Diagnostics de régression dans R
L'ouvrage de John Fox, intitulé Overview of Regression Diagnostics (Aperçu des diagnostics de régression), constitue une excellente étude des diagnostics de régression. Dr. Le progiciel Fox's car fournit des utilitaires avancés pour la modélisation de la régression.
# Assume that we are fitting a multiple linear regression
#
on the MTCARS data
library(car)
fit <- lm(mpg~disp+hp+wt+drat, data=mtcars)
Cet exemple n'a qu'une valeur indicative. Nous ne tiendrons pas compte du fait qu'il ne s'agit peut-être pas d'une bonne façon de modéliser cet ensemble particulier de données !
Valeurs aberrantes
# Assessing Outliers
outlierTest(fit) # Bonferonni p-value for most extreme obs
qqPlot(fit, main="QQ Plot") #qq plot for studentized resid
leveragePlots(fit) # leverage plots
Observations influentes
# Influential Observations
# added variable plots
av.Plots(fit)
# Cook's D plot
# identify D values > 4/(n-k-1)
cutoff <- 4/((nrow(mtcars)-length(fit$coefficients)-2))
plot(fit, which=4, cook.levels=cutoff)
# Influence Plot
influencePlot(fit, id.method="identify", main="Influence Plot", sub="Circle size is proportial to Cook's Distance" )
Non-normalité
# Normality of Residuals
# qq plot for studentized resid
qqPlot(fit, main="QQ Plot")
# distribution of studentized residuals
library(MASS)
sresid <- studres(fit)
hist(sresid, freq=FALSE,
main="Distribution of Studentized Residuals")

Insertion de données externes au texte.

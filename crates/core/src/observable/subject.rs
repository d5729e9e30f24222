use std::sync::{Arc, Mutex, MutexGuard, PoisonError, Weak};

use super::subscription::Subscription;
use super::traits::{Observable, Observer};
use super::types::{Completion, StreamError};

type Observers<T> = Vec<(u64, Arc<dyn Observer<T>>)>;

struct SubjectState<T> {
    observers: Observers<T>,
    next_id: u64,
    completion: Option<Completion>,
}

/// Multicast hot source.
///
/// Values pushed through the `Observer` side are delivered to every observer
/// attached at that moment. Delivery happens on the pushing thread, outside the
/// subject's lock, so observers may subscribe or unsubscribe while being called.
/// After completion, values are ignored and late subscribers receive the
/// completion immediately.
pub struct Subject<T> {
    state: Arc<Mutex<SubjectState<T>>>,
}

impl<T> Clone for Subject<T> {
    fn clone(&self) -> Self {
        Self {
            state: Arc::clone(&self.state),
        }
    }
}

impl<T> Default for Subject<T>
where
    T: Clone + Send + 'static,
{
    fn default() -> Self {
        Self::new()
    }
}

impl<T> Subject<T>
where
    T: Clone + Send + 'static,
{
    pub fn new() -> Self {
        Self {
            state: Arc::new(Mutex::new(SubjectState {
                observers: Vec::new(),
                next_id: 0,
                completion: None,
            })),
        }
    }

    /// Number of currently attached observers.
    pub fn observer_count(&self) -> usize {
        self.lock().observers.len()
    }

    pub fn is_completed(&self) -> bool {
        self.lock().completion.is_some()
    }

    fn lock(&self) -> MutexGuard<'_, SubjectState<T>> {
        self.state.lock().unwrap_or_else(PoisonError::into_inner)
    }

    fn snapshot(&self) -> Option<Vec<Arc<dyn Observer<T>>>> {
        let state = self.lock();
        if state.completion.is_some() {
            return None;
        }
        Some(state.observers.iter().map(|(_, o)| Arc::clone(o)).collect())
    }

    fn remove(state: &Weak<Mutex<SubjectState<T>>>, id: u64) {
        if let Some(state) = state.upgrade() {
            let mut state = state.lock().unwrap_or_else(PoisonError::into_inner);
            state.observers.retain(|(observer_id, _)| *observer_id != id);
        }
    }
}

impl<T> Observable<T> for Subject<T>
where
    T: Clone + Send + 'static,
{
    fn subscribe(&self, observer: Arc<dyn Observer<T>>) -> Subscription {
        let mut state = self.lock();
        if let Some(completion) = state.completion.clone() {
            drop(state);
            observer.on_completed(completion);
            return Subscription::empty();
        }

        let id = state.next_id;
        state.next_id += 1;
        state.observers.push((id, observer));
        drop(state);

        let weak = Arc::downgrade(&self.state);
        Subscription::from_fn(move || Self::remove(&weak, id))
    }
}

impl<T> Observer<T> for Subject<T>
where
    T: Clone + Send + 'static,
{
    fn on_next(&self, value: T) {
        if let Some(observers) = self.snapshot() {
            for observer in observers {
                observer.on_next(value.clone());
            }
        }
    }

    fn on_error_resume(&self, error: StreamError) {
        if let Some(observers) = self.snapshot() {
            for observer in observers {
                observer.on_error_resume(error.clone());
            }
        }
    }

    fn on_completed(&self, completion: Completion) {
        let observers = {
            let mut state = self.lock();
            if state.completion.is_some() {
                return;
            }
            state.completion = Some(completion.clone());
            std::mem::take(&mut state.observers)
        };
        for (_, observer) in observers {
            observer.on_completed(completion.clone());
        }
    }
}
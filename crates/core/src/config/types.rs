use serde::{Deserialize, Serialize};

/// Root configuration
#[derive(Debug, Clone, Default, Deserialize, Serialize)]
pub struct Config {
    #[serde(default)]
    pub throttle: ThrottleConfig,
    #[serde(default)]
    pub frames: FrameConfig,
    #[serde(default)]
    pub producer: ProducerConfig,
    #[serde(default)]
    pub logging: LoggingConfig,
}

/// Throttle operator configuration
#[derive(Debug, Clone, Deserialize, Serialize)]
pub struct ThrottleConfig {
    /// Window length in frames. Values below 1 are treated as 1.
    #[serde(default = "default_frame_count")]
    pub frame_count: i64,
}

impl Default for ThrottleConfig {
    fn default() -> Self {
        Self {
            frame_count: default_frame_count(),
        }
    }
}

fn default_frame_count() -> i64 {
    1
}

/// Timer frame provider configuration
#[derive(Debug, Clone, Deserialize, Serialize)]
pub struct FrameConfig {
    /// Time between frames in milliseconds (default: 16, roughly 60 fps)
    #[serde(default = "default_frame_interval_ms")]
    pub interval_ms: u64,
}

impl Default for FrameConfig {
    fn default() -> Self {
        Self {
            interval_ms: default_frame_interval_ms(),
        }
    }
}

fn default_frame_interval_ms() -> u64 {
    16
}

/// Demo producer configuration
#[derive(Debug, Clone, Deserialize, Serialize)]
pub struct ProducerConfig {
    /// Time between produced values in milliseconds
    #[serde(default = "default_producer_interval_ms")]
    pub interval_ms: u64,
    /// Number of values to produce before completing
    #[serde(default = "default_producer_count")]
    pub count: u64,
}

impl Default for ProducerConfig {
    fn default() -> Self {
        Self {
            interval_ms: default_producer_interval_ms(),
            count: default_producer_count(),
        }
    }
}

fn default_producer_interval_ms() -> u64 {
    5
}

fn default_producer_count() -> u64 {
    200
}

/// Logging configuration
#[derive(Debug, Clone, Default, Deserialize, Serialize)]
pub struct LoggingConfig {
    /// Emit JSON log lines instead of human-readable output
    #[serde(default)]
    pub json: bool,
}
//! Operators over `Observable`s.

mod throttle_latest_frame;

pub use throttle_latest_frame::ThrottleLatestFrame;
use std::sync::Arc;

use crate::frame::FrameProvider;
use crate::operators::ThrottleLatestFrame;

use super::stream::ObservableStream;
use super::traits::Observable;

/// Operator chaining for any observable.
pub trait ObservableExt<T>: Observable<T> + Sized + 'static
where
    T: Send + 'static,
{
    /// Emit the first value of each window immediately and the latest value
    /// seen during the window once `frame_count` frames have elapsed.
    ///
    /// Non-positive `frame_count` values are treated as 1.
    fn throttle_latest_frame(
        self,
        frame_count: i64,
        frame_provider: Arc<dyn FrameProvider>,
    ) -> ThrottleLatestFrame<T> {
        ThrottleLatestFrame::new(self, frame_count, frame_provider)
    }

    /// Subscribe and expose the notifications as a `futures::Stream`.
    fn into_stream(&self) -> ObservableStream<T> {
        ObservableStream::new(self)
    }
}

impl<T, O> ObservableExt<T> for O
where
    T: Send + 'static,
    O: Observable<T> + 'static,
{
}
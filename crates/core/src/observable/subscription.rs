use std::fmt;
use std::sync::atomic::{AtomicBool, Ordering};
use std::sync::{Arc, Mutex, PoisonError};

use super::traits::Disposable;

type DisposeAction = Box<dyn FnOnce() + Send>;

struct SubscriptionInner {
    disposed: AtomicBool,
    action: Mutex<Option<DisposeAction>>,
}

/// Handle controlling an attached observer.
///
/// Cheaply cloneable; every clone refers to the same underlying subscription.
/// Disposing is idempotent: the teardown action runs at most once.
#[derive(Clone)]
pub struct Subscription {
    inner: Arc<SubscriptionInner>,
}

impl fmt::Debug for Subscription {
    fn fmt(&self, f: &mut fmt::Formatter<'_>) -> fmt::Result {
        f.debug_struct("Subscription")
            .field("disposed", &self.is_disposed())
            .finish()
    }
}

impl Subscription {
    /// A subscription with nothing to tear down.
    pub fn empty() -> Self {
        Self {
            inner: Arc::new(SubscriptionInner {
                disposed: AtomicBool::new(false),
                action: Mutex::new(None),
            }),
        }
    }

    /// A subscription running `action` on first dispose.
    pub fn from_fn<F>(action: F) -> Self
    where
        F: FnOnce() + Send + 'static,
    {
        Self {
            inner: Arc::new(SubscriptionInner {
                disposed: AtomicBool::new(false),
                action: Mutex::new(Some(Box::new(action))),
            }),
        }
    }

    /// A subscription disposing `disposable` on first dispose.
    pub fn new(disposable: Arc<dyn Disposable>) -> Self {
        Self::from_fn(move || disposable.dispose())
    }

    /// A subscription disposing every subscription in `subscriptions`, in order.
    pub fn combine(subscriptions: impl IntoIterator<Item = Subscription>) -> Self {
        let subscriptions: Vec<Subscription> = subscriptions.into_iter().collect();
        Self::from_fn(move || {
            for subscription in subscriptions {
                subscription.dispose();
            }
        })
    }

    pub fn dispose(&self) {
        if self.inner.disposed.swap(true, Ordering::AcqRel) {
            return;
        }
        let action = self
            .inner
            .action
            .lock()
            .unwrap_or_else(PoisonError::into_inner)
            .take();
        if let Some(action) = action {
            action();
        }
    }

    pub fn is_disposed(&self) -> bool {
        self.inner.disposed.load(Ordering::Acquire)
    }
}

impl Disposable for Subscription {
    fn dispose(&self) {
        Subscription::dispose(self);
    }
}

#[cfg(test)]
mod tests {
    use super::*;
    use std::sync::atomic::AtomicUsize;

    #[test]
    fn test_dispose_runs_action_once() {
        let calls = Arc::new(AtomicUsize::new(0));
        let counter = Arc::clone(&calls);
        let subscription = Subscription::from_fn(move || {
            counter.fetch_add(1, Ordering::SeqCst);
        });

        assert!(!subscription.is_disposed());
        subscription.dispose();
        subscription.clone().dispose();

        assert!(subscription.is_disposed());
        assert_eq!(calls.load(Ordering::SeqCst), 1);
    }

    #[test]
    fn test_empty_subscription() {
        let subscription = Subscription::empty();
        subscription.dispose();
        assert!(subscription.is_disposed());
    }

    #[test]
    fn test_combine_disposes_all() {
        let first = Subscription::empty();
        let second = Subscription::empty();
        let combined = Subscription::combine([first.clone(), second.clone()]);

        combined.dispose();

        assert!(first.is_disposed());
        assert!(second.is_disposed());
    }
}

xfit<-seq(min(sresid),max(sresid),length=40)
yfit<-dnorm(xfit)
lines(xfit, yfit)
Variance d'erreur non constante
# Evaluate homoscedasticity
# non-constant error variance test
ncvTest(fit)
# plot
studentized residuals vs. fitted values
spreadLevelPlot(fit)
Multi-collinéarité
# Evaluate Collinearity
vif(fit) # variance inflation factors
sqrt(vif(fit)) > 2 # problem?
Non-linéarité
# Evaluate Nonlinearity
# component + residual plot
crPlots(fit)
# Ceres plots
ceresPlots(fit)
Non-indépendance des erreurs
# Test for Autocorrelated Errors
durbinWatsonTest(fit)
Aide supplémentaire au diagnostic
La fonction gvlma( ) du package gvlma effectue une validation globale des hypothèses du modèle linéaire ainsi que des évaluations séparées de l'asymétrie, de l'aplatissement et de l'hétéroscédasticité.
# Global test of model assumptions
library(gvlma)
gvmodel <- gvlma(fit)
summary(gvmodel)
Aller plus loin
Si vous souhaitez approfondir les diagnostics de régression, deux livres écrits par John Fox peuvent vous aider : Analyse de régression appliquée et modèles linéaires généralisés (2e édition) et Un compagnon R et S-Plus pour la régression appliquée.